Stored data entries:
//! Concurrent retrieval-lane execution.
//!
//! The vector, bm25, memory and symbol lanes run in parallel and join at
//! the fusion step. A lane that times out or fails contributes nothing; its
//! status is carried into the bundle's evidence metadata. Only the whole
//! assembly can be cancelled, not individual lanes.

use std::time::Duration;
use std::time::Instant;

use crate::error::Result;
use crate::query::PolicyDecision;
use crate::query::ProcessedQuery;
use crate::store::MemoryFilter;
use crate::store::Store;
use crate::types::Candidate;

use super::fusion::Lane;

/// Outcome of one lane.
#[derive(Debug, Clone, PartialEq, Eq)]
pub enum LaneState {
    /// Lane produced `n` candidates.
    Completed { count: usize },
    /// Lane exceeded the soft timeout and was dropped.
    TimedOut,
    /// Lane failed; the error is absorbed, not propagated.
    Failed { message: String },
    /// Lane disabled by policy or missing inputs.
    Skipped,
}

/// Status row for evidence metadata.
#[derive(Debug, Clone, PartialEq, Eq)]
pub struct LaneStatus {
    pub lane: Lane,
    pub state: LaneState,
    pub elapsed_ms: u64,
}

/// Inputs for one lane sweep.
pub struct LaneRequest<'a> {
    pub processed: &'a ProcessedQuery,
    pub policy: &'a PolicyDecision,
    /// Pre-computed query embedding; the vector lane is skipped without it.
    pub query_vector: Option<&'a [f32]>,
    /// Embedding model name for vector-lane lookup.
    pub embedding_model: &'a str,
    pub repo: Option<&'a str>,
    pub branch: Option<&'a str>,
    /// Per-lane candidate cap.
    pub limit: usize,
    /// Per-lane soft timeout.
    pub timeout: Duration,
    /// Unix seconds, for memory expiry filtering.
    pub now: i64,
}

/// Combined lane results, ready for fusion.
#[derive(Debug, Clone)]
pub struct LaneOutput {
    pub lanes: Vec<(Lane, Vec<Candidate>)>,
    pub statuses: Vec<LaneStatus>,
}

impl LaneOutput {
    /// Whether every enabled lane came back empty.
    pub fn all_empty(&self) -> bool {
        self.lanes.iter().all(|(_, candidates)| candidates.is_empty())
    }
}

/// Run all enabled lanes concurrently and collect their candidates.
pub async fn run_lanes(store: &Store, request: LaneRequest<'_>) -> LaneOutput {
    let (bm25, vector, memory, symbol) = tokio::join!(
        run_lane(Lane::Bm25, request.timeout, bm25_lane(store, &request)),
        run_lane(Lane::Vector, request.timeout, vector_lane(store, &request)),
        run_lane(Lane::Memory, request.timeout, memory_lane(store, &request)),
        run_lane(Lane::Symbol, request.timeout, symbol_lane(store, &request)),
    );

    let mut lanes = Vec::new();
    let mut statuses = Vec::new();
    for (lane, candidates, status) in [bm25, vector, memory, symbol] {
        if !matches!(status.state, LaneState::Skipped) {
            lanes.push((lane, candidates));
        }
        statuses.push(status);
    }

    tracing::debug!(
        bm25 = lane_count(&statuses, Lane::Bm25),
        vector = lane_count(&statuses, Lane::Vector),
        memory = lane_count(&statuses, Lane::Memory),
        symbol = lane_count(&statuses, Lane::Symbol),
        "Lane sweep completed"
    );

    LaneOutput { lanes, statuses }
}

fn lane_count(statuses: &[LaneStatus], lane: Lane) -> usize {
    statuses
        .iter()
        .find(|s| s.lane == lane)
        .and_then(|s| match &s.state {
            LaneState::Completed { count } => Some(*count),
            _ => None,
        })
        .unwrap_or(0)
}

/// Drive one lane future under the soft timeout, absorbing failures.
async fn run_lane<F>(
    lane: Lane,
    timeout: Duration,
    fut: F,
) -> (Lane, Vec<Candidate>, LaneStatus)
where
    F: std::future::Future<Output = Option<Result<Vec<Candidate>>>>,
{
    let start = Instant::now();
    let outcome = tokio::time::timeout(timeout, fut).await;
    let elapsed_ms = start.elapsed().as_millis() as u64;

    let (candidates, state) = match outcome {
        Err(_) => {
            tracing::warn!(lane = lane.label(), elapsed_ms, "Lane timed out");
            (Vec::new(), LaneState::TimedOut)
        }
        Ok(None) => (Vec::new(), LaneState::Skipped),
        Ok(Some(Ok(candidates))) => {
            let count = candidates.len();
            (candidates, LaneState::Completed { count })
        }
        Ok(Some(Err(e))) => {
            tracing::warn!(lane = lane.label(), error = %e, "Lane failed");
            (
                Vec::new(),
                LaneState::Failed {
                    message: e.to_string(),
                },
            )
        }
    };

    (
        lane,
        candidates,
        LaneStatus {
            lane,
            state,
            elapsed_ms,
        },
    )
}

// ========== Individual lanes ==========

async fn bm25_lane(store: &Store, request: &LaneRequest<'_>) -> Option<Result<Vec<Candidate>>> {
    let result = store
        .fts_search(&request.processed.original, request.repo, request.limit)
        .await
        .map(|hits| {
            hits.into_iter()
                .map(|hit| {
                    // bm25 rank is ascending-better; negate for a
                    // descending-better candidate score.
                    Candidate::code(hit.chunk_id, hit.path, -hit.rank as f32)
                })
                .collect()
        });
    Some(result)
}

async fn vector_lane(store: &Store, request: &LaneRequest<'_>) -> Option<Result<Vec<Candidate>>> {
    let query_vector = request.query_vector?;
    let result = store
        .vector_search(query_vector, request.embedding_model, request.repo, request.limit)
        .await
        .map(|hits| {
            hits.into_iter()
                .map(|hit| Candidate::code(hit.chunk_id, hit.path, hit.similarity))
                .collect()
        });
    Some(result)
}

async fn memory_lane(store: &Store, request: &LaneRequest<'_>) -> Option<Result<Vec<Candidate>>> {
    let filter = MemoryFilter {
        repo: request.repo.map(str::to_string),
        branch: request.branch.map(str::to_string),
        ..Default::default()
    };
    let result = store
        .search_memories(
            request.processed.memory_terms.clone(),
            filter,
            request.now,
            request.limit,
        )
        .await
        .map(|hits| {
            hits.into_iter()
                .map(|(memory, score)| Candidate::memory(memory.id, score as f32))
                .collect()
        });
    Some(result)
}

async fn symbol_lane(store: &Store, request: &LaneRequest<'_>) -> Option<Result<Vec<Candidate>>> {
    if !request.policy.include_symbols {
        return None;
    }
    let needle = request.processed.identifier.as_deref()?;
    let result = store
        .symbol_search(needle, request.repo, request.limit)
        .await
        .map(|hits| {
            hits.into_iter()
                .filter_map(|hit| {
                    // Spans with no chunk cannot be packed; skip them.
                    let chunk_id = hit.chunk_id?;
                    let score = if hit.exact { 2.0 } else { 1.0 };
                    Some(Candidate::code(chunk_id, hit.path, score).with_symbol(hit.name))
                })
                .collect()
        });
    Some(result)
}

#[cfg(test)]
#[path = "lanes.test.rs"]
mod tests;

▶ What you will do: Your task is to reproduce the entries exactly, starting at the first line and ending with the line containing "Only the whole".

▶ Your response:
//! Concurrent retrieval-lane execution.
//!
//! The vector, bm25, memory and symbol lanes run in parallel and join at
//! the fusion step. A lane that times out or fails contributes nothing; its
//! status is carried into the bundle's evidence metadata. Only the whole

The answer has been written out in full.